== DATASET RECORDS

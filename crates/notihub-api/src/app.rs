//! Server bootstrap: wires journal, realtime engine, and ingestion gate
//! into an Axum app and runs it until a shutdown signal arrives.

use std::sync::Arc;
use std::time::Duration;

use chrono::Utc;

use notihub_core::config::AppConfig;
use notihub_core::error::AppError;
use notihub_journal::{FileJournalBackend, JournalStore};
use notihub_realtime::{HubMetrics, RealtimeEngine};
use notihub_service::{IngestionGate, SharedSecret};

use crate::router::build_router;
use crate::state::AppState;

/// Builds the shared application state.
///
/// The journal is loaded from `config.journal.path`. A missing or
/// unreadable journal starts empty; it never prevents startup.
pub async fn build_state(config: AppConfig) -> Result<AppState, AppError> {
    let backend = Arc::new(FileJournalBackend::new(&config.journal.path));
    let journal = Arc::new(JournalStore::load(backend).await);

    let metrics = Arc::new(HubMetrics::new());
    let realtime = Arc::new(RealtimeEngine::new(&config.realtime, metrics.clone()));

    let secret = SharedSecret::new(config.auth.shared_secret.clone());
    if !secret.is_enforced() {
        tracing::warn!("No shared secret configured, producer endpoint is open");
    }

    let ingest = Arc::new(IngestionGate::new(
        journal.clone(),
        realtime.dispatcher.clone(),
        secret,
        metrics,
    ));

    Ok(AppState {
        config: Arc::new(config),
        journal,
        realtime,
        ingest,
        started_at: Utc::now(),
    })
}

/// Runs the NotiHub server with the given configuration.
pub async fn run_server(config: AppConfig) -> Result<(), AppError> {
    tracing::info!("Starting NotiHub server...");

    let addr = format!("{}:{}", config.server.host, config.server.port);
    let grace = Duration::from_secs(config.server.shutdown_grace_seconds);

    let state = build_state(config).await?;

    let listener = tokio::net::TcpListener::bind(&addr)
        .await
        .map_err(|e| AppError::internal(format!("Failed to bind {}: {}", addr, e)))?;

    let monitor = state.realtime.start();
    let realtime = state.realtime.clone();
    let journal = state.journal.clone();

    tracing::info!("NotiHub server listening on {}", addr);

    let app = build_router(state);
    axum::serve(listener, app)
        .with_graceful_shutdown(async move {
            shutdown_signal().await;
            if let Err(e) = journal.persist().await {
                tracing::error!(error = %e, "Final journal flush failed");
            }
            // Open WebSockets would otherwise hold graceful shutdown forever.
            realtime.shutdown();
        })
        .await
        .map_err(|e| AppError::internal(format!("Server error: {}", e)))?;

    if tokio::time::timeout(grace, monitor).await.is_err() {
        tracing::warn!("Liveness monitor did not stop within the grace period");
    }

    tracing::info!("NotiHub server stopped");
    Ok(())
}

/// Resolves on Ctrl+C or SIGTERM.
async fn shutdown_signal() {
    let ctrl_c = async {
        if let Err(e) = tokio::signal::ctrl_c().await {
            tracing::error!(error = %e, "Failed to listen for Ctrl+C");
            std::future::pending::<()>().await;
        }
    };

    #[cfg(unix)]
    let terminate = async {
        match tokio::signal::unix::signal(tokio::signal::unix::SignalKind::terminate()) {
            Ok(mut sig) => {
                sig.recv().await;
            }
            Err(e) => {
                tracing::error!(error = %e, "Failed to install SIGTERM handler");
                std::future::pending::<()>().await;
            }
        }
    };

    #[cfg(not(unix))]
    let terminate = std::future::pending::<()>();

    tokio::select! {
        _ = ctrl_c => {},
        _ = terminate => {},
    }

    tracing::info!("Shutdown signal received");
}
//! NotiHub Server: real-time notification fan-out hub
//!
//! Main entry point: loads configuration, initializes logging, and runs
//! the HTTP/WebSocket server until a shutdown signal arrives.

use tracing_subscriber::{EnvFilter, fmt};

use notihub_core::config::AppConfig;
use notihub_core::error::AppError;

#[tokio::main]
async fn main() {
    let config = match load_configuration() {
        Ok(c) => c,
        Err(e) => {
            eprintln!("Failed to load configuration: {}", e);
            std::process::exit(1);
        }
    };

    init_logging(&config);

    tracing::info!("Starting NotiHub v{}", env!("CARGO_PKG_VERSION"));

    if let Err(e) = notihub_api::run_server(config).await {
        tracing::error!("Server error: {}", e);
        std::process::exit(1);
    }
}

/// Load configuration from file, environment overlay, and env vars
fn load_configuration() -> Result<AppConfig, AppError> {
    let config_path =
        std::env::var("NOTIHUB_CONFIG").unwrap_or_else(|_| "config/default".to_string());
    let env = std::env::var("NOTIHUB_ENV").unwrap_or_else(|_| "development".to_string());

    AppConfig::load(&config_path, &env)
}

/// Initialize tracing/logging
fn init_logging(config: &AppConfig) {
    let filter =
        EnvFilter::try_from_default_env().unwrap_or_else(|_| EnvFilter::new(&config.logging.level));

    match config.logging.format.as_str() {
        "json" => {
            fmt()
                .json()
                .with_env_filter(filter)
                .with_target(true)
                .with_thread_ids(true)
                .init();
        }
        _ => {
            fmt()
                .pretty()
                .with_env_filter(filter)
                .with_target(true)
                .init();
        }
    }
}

====
== DATASET RECORDS

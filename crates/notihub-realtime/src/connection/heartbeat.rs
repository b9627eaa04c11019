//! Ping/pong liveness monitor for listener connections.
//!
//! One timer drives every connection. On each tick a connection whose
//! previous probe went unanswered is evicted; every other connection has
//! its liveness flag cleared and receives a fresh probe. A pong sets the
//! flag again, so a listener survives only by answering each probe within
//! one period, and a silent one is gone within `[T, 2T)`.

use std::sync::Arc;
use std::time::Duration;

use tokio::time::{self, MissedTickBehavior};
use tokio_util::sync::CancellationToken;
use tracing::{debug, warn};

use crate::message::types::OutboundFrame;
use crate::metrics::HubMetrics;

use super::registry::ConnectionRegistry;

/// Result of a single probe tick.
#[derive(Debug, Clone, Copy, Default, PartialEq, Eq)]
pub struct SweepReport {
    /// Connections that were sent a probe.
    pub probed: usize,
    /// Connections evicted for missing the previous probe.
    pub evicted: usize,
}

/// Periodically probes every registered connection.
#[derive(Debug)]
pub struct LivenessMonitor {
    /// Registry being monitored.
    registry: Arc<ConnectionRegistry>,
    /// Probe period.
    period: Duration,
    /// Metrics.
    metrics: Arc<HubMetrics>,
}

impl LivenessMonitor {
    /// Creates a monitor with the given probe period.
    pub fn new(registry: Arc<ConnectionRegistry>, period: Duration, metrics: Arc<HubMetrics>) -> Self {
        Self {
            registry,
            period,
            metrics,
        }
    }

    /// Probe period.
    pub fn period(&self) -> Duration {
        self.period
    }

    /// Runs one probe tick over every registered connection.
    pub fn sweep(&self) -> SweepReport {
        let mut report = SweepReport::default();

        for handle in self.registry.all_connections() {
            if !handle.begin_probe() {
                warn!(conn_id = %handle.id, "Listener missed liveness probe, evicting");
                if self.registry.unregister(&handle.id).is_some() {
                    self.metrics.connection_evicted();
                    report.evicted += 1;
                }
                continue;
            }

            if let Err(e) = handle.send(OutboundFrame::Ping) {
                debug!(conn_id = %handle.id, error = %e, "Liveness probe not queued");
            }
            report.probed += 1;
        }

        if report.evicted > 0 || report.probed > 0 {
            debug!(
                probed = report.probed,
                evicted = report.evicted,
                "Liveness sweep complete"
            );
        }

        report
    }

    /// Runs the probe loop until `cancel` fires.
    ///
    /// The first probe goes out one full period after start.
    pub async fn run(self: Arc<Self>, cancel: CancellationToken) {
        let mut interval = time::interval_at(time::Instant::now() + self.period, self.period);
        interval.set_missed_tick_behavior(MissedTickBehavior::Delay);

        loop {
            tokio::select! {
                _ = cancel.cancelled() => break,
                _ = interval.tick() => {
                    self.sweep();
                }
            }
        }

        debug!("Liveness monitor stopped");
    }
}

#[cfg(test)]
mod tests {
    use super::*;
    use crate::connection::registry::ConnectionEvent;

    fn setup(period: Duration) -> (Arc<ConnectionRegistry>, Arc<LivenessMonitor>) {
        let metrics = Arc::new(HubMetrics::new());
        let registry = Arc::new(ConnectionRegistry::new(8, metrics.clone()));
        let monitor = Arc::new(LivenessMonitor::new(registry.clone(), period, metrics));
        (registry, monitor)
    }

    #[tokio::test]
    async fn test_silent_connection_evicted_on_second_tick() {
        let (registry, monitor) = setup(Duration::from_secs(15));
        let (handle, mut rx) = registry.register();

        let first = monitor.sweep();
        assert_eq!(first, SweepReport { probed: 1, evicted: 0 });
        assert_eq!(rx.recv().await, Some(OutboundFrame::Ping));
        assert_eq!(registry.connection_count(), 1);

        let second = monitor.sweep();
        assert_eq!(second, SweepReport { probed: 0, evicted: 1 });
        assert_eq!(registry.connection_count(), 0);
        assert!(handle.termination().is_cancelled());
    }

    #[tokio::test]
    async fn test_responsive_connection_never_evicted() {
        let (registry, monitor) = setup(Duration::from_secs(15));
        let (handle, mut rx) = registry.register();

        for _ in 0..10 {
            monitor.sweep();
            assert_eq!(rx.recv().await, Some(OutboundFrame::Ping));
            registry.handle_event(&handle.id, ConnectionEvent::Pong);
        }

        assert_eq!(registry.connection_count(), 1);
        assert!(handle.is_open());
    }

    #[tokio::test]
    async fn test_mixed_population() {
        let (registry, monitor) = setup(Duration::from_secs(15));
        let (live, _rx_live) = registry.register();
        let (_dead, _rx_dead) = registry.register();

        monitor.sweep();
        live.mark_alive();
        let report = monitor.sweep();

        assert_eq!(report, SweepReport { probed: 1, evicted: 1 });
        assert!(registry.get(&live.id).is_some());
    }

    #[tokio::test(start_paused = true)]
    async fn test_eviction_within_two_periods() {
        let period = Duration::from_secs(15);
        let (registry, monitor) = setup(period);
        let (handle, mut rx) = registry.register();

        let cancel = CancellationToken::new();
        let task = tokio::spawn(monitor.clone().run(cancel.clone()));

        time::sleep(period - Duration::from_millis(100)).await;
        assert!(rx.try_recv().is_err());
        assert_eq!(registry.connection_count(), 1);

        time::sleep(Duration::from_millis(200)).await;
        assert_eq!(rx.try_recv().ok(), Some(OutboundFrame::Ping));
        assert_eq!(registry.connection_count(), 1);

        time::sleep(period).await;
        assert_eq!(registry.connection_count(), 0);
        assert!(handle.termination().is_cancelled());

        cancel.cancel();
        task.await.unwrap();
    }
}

====
== DATASET RECORDS

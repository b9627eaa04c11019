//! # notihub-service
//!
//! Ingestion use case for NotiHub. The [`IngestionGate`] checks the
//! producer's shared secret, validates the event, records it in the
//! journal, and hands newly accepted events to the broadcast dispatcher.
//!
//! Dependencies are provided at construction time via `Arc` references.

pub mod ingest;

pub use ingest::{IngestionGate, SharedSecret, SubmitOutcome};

====

> **WHAT IS NEEDED**: Using the data above, transcribe the lines that run from the line with "logging, and runs" to the line with "init_logging(&config);", both ends kept, and output nothing else.

> **YOUR RESPONSE**:
//! Main entry point: loads configuration, initializes logging, and runs
//! the HTTP/WebSocket server until a shutdown signal arrives.

use tracing_subscriber::{EnvFilter, fmt};

use notihub_core::config::AppConfig;
use notihub_core::error::AppError;

#[tokio::main]
async fn main() {
    let config = match load_configuration() {
        Ok(c) => c,
        Err(e) => {
            eprintln!("Failed to load configuration: {}", e);
            std::process::exit(1);
        }
    };

    init_logging(&config);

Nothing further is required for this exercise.